The problems of care soft are typical of organisations that link performance to pay during a business downturn. It is usually done in a hurry and is not backed with adequate effort on defining, measuring, and managing performance.

Notwithstanding the above, introduction of variable pay does focus on performance and creates a pull from the employees for clearer and better performance measurement and management system. It would, therefore, be wrong to scrap the scheme and revert to the fixed-pay system.

Mathur and the others have conveyed their dissatisfaction with the new system. The targets assigned to them were unrealistic and the means to achieve them not completely under their control. The tremendous efforts that they made to meet the tough targets went completely unrecognised. This is what needs to be tackled first. Patel, Sinha, and Arora should meet with as many of the affected employees as are considered key talent and reassure them about the Care Soft's appreciation of their efforts and its concern for them. It may even be worthwhile to do a quick benchmarking exercise and if Care Soft salaries are found to have fallen behind, to make a correction. The top management, not only Patel but the others too, need to demonstrate their commitment to the variable pay programme by the manner in which they speak about it. From the deliberations at the Compensation Committee meeting, it appears that Sinha and others do not have complete confidence in the system. This may be reflected in their interaction with their people, deepening the discord.

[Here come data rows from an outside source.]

use crate::app::roads::{RoadDashboard, RoadFocus, RoadsStatus};
use crate::app::App;
use crate::domain::{PredictionTime, PredictionType};
use crate::ui::layout::dashboard_areas;
use crate::ui::screens::common::{render_footer, render_header};
use crate::ui::widgets::map::{render_map, MapWidgetState};
use crate::ui::widgets::results::render_results;
use crate::ui::widgets::theme::Palette;
use ratatui::layout::{Constraint, Direction, Layout, Rect};
use ratatui::style::{Modifier, Style};
use ratatui::text::{Line as TextLine, Span};
use ratatui::widgets::{Block, Borders, List, ListItem, ListState, Paragraph};
use ratatui::Frame;

pub fn render_roads(app: &App, f: &mut Frame<'_>, palette: &Palette) {
    let Some(dashboard) = app.roads.as_ref() else {
        return;
    };
    let areas = dashboard_areas(f.area());

    render_header(
        f,
        areas.header,
        "Road Dashboard",
        "Congestion and speed for a chosen road",
        palette,
    );
    render_controls(dashboard, f, areas.controls, palette);
    render_map(
        f,
        areas.map,
        &MapWidgetState {
            view: &dashboard.map_view,
            surface: &dashboard.surface,
            title: "Roads",
            focused: false,
        },
        palette,
    );
    render_results(f, areas.results, &dashboard.results, palette);

    let hints: &[(&str, &str)] = if matches!(dashboard.status, RoadsStatus::Failed(_)) {
        &[("r", "Retry"), ("Esc", "Home"), ("F1", "Help")]
    } else {
        &[("/", "Filter"), ("Tab", "Next"), ("p", "Predict"), ("Esc", "Home"), ("F1", "Help")]
    };
    render_footer(app, f, areas.footer, hints, palette);
}

fn render_controls(dashboard: &RoadDashboard, f: &mut Frame<'_>, area: Rect, palette: &Palette) {
    let sections = Layout::default()
        .direction(Direction::Vertical)
        .constraints([
            Constraint::Min(6),    // Road list
            Constraint::Length(3), // Time
            Constraint::Length(3), // Type
            Constraint::Length(3), // Submit
        ])
        .split(area);

    render_road_list(dashboard, f, sections[0], palette);

    let time_spans = PredictionTime::ALL
        .iter()
        .map(|time| option_span(time.label(), *time == dashboard.prediction_time, palette))
        .collect::<Vec<_>>();
    render_choice(f, sections[1], "Prediction Time", time_spans, dashboard.focus == RoadFocus::Time, palette);

    let type_spans = PredictionType::ALL
        .iter()
        .map(|kind| option_span(kind.label(), *kind == dashboard.prediction_type, palette))
        .collect::<Vec<_>>();
    render_choice(f, sections[2], "Prediction Type", type_spans, dashboard.focus == RoadFocus::Type, palette);

    let focused = dashboard.focus == RoadFocus::Submit;
    let style = if dashboard.submit.is_busy() {
        Style::default().fg(palette.muted).add_modifier(Modifier::ITALIC)
    } else if focused {
        palette.selected()
    } else {
        Style::default().fg(palette.accent).add_modifier(Modifier::BOLD)
    };
    let submit = Paragraph::new(Span::styled(format!("[ {} ]", dashboard.submit.label()), style)).block(
        Block::default()
            .borders(Borders::ALL)
            .border_style(palette.block_border(focused)),
    );
    f.render_widget(submit, sections[3]);
}

fn option_span<'a>(label: &'a str, selected: bool, palette: &Palette) -> Span<'a> {
    let style = if selected {
        palette.selected()
    } else {
        Style::default().fg(palette.text)
    };
    Span::styled(format!(" {label} "), style)
}

fn render_choice(
    f: &mut Frame<'_>,
    area: Rect,
    title: &str,
    spans: Vec<Span<'_>>,
    focused: bool,
    palette: &Palette,
) {
    let paragraph = Paragraph::new(TextLine::from(spans)).block(
        Block::default()
            .title(title)
            .borders(Borders::ALL)
            .border_style(palette.block_border(focused)),
    );
    f.render_widget(paragraph, area);
}

fn render_road_list(dashboard: &RoadDashboard, f: &mut Frame<'_>, area: Rect, palette: &Palette) {
    let focused = dashboard.focus == RoadFocus::Roads;
    let title = if dashboard.filtering || !dashboard.filter.is_empty() {
        format!("Roads (filter: {}{})", dashboard.filter, if dashboard.filtering { "█" } else { "" })
    } else {
        "Roads".to_string()
    };
    let block = Block::default()
        .title(title)
        .borders(Borders::ALL)
        .border_style(palette.block_border(focused));

    let message = match &dashboard.status {
        RoadsStatus::Loading => Some("Loading roads...".to_string()),
        RoadsStatus::Failed(reason) => Some(reason.clone()),
        RoadsStatus::Loaded if dashboard.roads.is_empty() => Some("No roads available".to_string()),
        RoadsStatus::Loaded => None,
    };
    if let Some(message) = message {
        let paragraph = Paragraph::new(Span::styled(message, Style::default().fg(palette.muted))).block(block);
        f.render_widget(paragraph, area);
        return;
    }

    let items: Vec<ListItem<'_>> = dashboard
        .visible_roads()
        .into_iter()
        .filter_map(|index| {
            let road = dashboard.roads.get(index)?;
            let marker = if dashboard.selected == Some(index) { "● " } else { "  " };
            Some(ListItem::new(TextLine::from(vec![
                Span::styled(marker, Style::default().fg(palette.focus)),
                Span::styled(road.name.as_str(), Style::default().fg(palette.text)),
            ])))
        })
        .collect();

    let list = List::new(items)
        .block(block)
        .highlight_style(palette.selected());
    let mut state = ListState::default();
    state.select(Some(dashboard.list_index));
    f.render_stateful_widget(list, area, &mut state);
}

At the same time, steps should be taken to ensure that the current year's scheme gets better acceptance. For that, it is necessary to involve the employees in the setting of performance measures, thresholds, targets, and payouts. A good way of doing that is to give the responsibility to a group, including a cross-section of employees and the CEO/COO, and one or two function heads with the head of hr as the convener. This will ensure that the scheme balances the company's performance requirement with employee concerns. Issues such as stretch targets and functional interdependence must be addressed and provided for. Subgroups of this group should then take the lead in communicating to all the participants as well as monitoring and the actual performance of employees from time to time.

Arora's concern with the top management's commitment is justified. He needs to convince them that this is not just about compensation but about performance, about building an organisation that regularly converts aspirational goals into reality. When a new compensation system is introduced, certain amount of discontent is inevitable. Arora should anticipate and take action before it snowballs into a serious talent management problem.